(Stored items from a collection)
---

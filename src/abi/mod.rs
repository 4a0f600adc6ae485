//! ABI (Application Binary Interface) codec for Zond contracts
//!
//! This module provides:
//! - Type descriptors parsed from type strings or JSON ABI parameters
//! - A word-aligned reader and head/tail writer
//! - One coder per base type, built into a tree per call
//! - The `encode` / `decode` / `default_value` facade
//! - Function and event fragments, selectors and JSON ABI parsing

pub mod coder;
pub mod coders;
pub mod fragment;
pub mod json;
pub mod param;
pub mod reader;
pub mod selector;
pub mod value;
pub mod writer;


pub use coder::{decode, default_value, encode, AbiCoder};
pub use coders::{Codec, Coder};
pub use fragment::{Constructor, ContractAbi, Event, Function, StateMutability};
pub use param::{parse_param_list, ArrayLength, FormatType, ParamKind, ParamType, ToParamType};
pub use reader::{CoerceFn, Reader};
pub use selector::{event_topic, function_selector};
pub use value::{AbiValue, Record};
pub use writer::Writer;
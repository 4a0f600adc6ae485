use ethers_core::types::Address;

use super::{invalid_value, Codec};
use crate::abi::reader::Reader;
use crate::abi::value::{parse_address, AbiValue};
use crate::abi::writer::Writer;
use crate::error::{AbiError, AbiResult};

/// `address`: 20 bytes right-aligned in one word
#[derive(Debug, Clone, PartialEq, Eq)]
pub struct AddressCoder {
    local_name: Option<String>,
}

impl AddressCoder {
    pub fn new(local_name: Option<String>) -> Self {
        Self { local_name }
    }
}

impl Codec for AddressCoder {
    fn name(&self) -> &str {
        "address"
    }

    fn type_name(&self) -> String {
        "address".to_string()
    }

    fn local_name(&self) -> Option<&str> {
        self.local_name.as_deref()
    }

    fn is_dynamic(&self) -> bool {
        false
    }

    fn encode(&self, writer: &mut Writer, value: &AbiValue) -> AbiResult<usize> {
        let address = match value {
            AbiValue::Address(a) => *a,
            AbiValue::String(s) => {
                parse_address(s).map_err(|e| invalid_value(self, value, &e.to_string()))?
            }
            _ => return Err(invalid_value(self, value, "invalid address")),
        };

        let mut word = [0u8; 32];
        word[12..].copy_from_slice(address.as_bytes());
        Ok(writer.write_word(&word))
    }

    fn decode(&self, reader: &mut Reader<'_>) -> AbiResult<AbiValue> {
        let at = reader.consumed();
        let word = reader.read_word()?;
        if word[..12].iter().any(|b| *b != 0) {
            return Err(AbiError::malformed("address", "address word has non-zero high bytes", reader.data().len(), at));
        }
        let address = Address::from_slice(&word[12..]);
        Ok(reader.coerce(self.name(), AbiValue::Address(address)))
    }

    fn default_value(&self) -> AbiValue {
        AbiValue::Address(Address::zero())
    }
}

#[cfg(test)]
mod tests {
    use super::*;

    #[test]
    fn test_encode_address() {
        let mut addr = [0u8; 20];
        addr[0] = 0xde;
        addr[19] = 0xad;

        let coder = AddressCoder::new(None);
        let mut writer = Writer::new();
        coder
            .encode(&mut writer, &AbiValue::Address(Address::from(addr)))
            .unwrap();
        let encoded = writer.into_bytes();

        assert_eq!(encoded.len(), 32);
        assert!(encoded[..12].iter().all(|b| *b == 0));
        assert_eq!(encoded[12], 0xde);
        assert_eq!(encoded[31], 0xad);
    }

    #[test]
    fn test_encode_address_string() {
        let coder = AddressCoder::new(Some("to".into()));
        let mut writer = Writer::new();
        coder
            .encode(
                &mut writer,
                &AbiValue::String("Z5aAeb6053F3E94C9b9A09f33669435E7Ef1BeAed".into()),
            )
            .unwrap();
        assert_eq!(writer.as_bytes()[12], 0x5a);

        let err = coder
            .encode(&mut writer, &AbiValue::Bool(true))
            .unwrap_err();
        assert_eq!(err.kind(), crate::error::ErrorKind::InvalidValue);
    }

    #[test]
    fn test_decode_rejects_dirty_word() {
        let data = [0xffu8; 32];
        let mut reader = Reader::new(&data, false, None);
        let err = AddressCoder::new(None).decode(&mut reader).unwrap_err();
        assert_eq!(err.kind(), crate::error::ErrorKind::MalformedData);
    }
}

---

■ **WHAT YOU HAVE TO DO**: All that belongs in your answer is the stretch of entries above from the line with "fn name(&self) ->" through the line with "invalid_value(self, value, &e.to_string()))?", printed exactly.

■ **ANSWER BOX**:
    fn name(&self) -> &str {
        "address"
    }

    fn type_name(&self) -> String {
        "address".to_string()
    }

    fn local_name(&self) -> Option<&str> {
        self.local_name.as_deref()
    }

    fn is_dynamic(&self) -> bool {
        false
    }

    fn encode(&self, writer: &mut Writer, value: &AbiValue) -> AbiResult<usize> {
        let address = match value {
            AbiValue::Address(a) => *a,
            AbiValue::String(s) => {
                parse_address(s).map_err(|e| invalid_value(self, value, &e.to_string()))?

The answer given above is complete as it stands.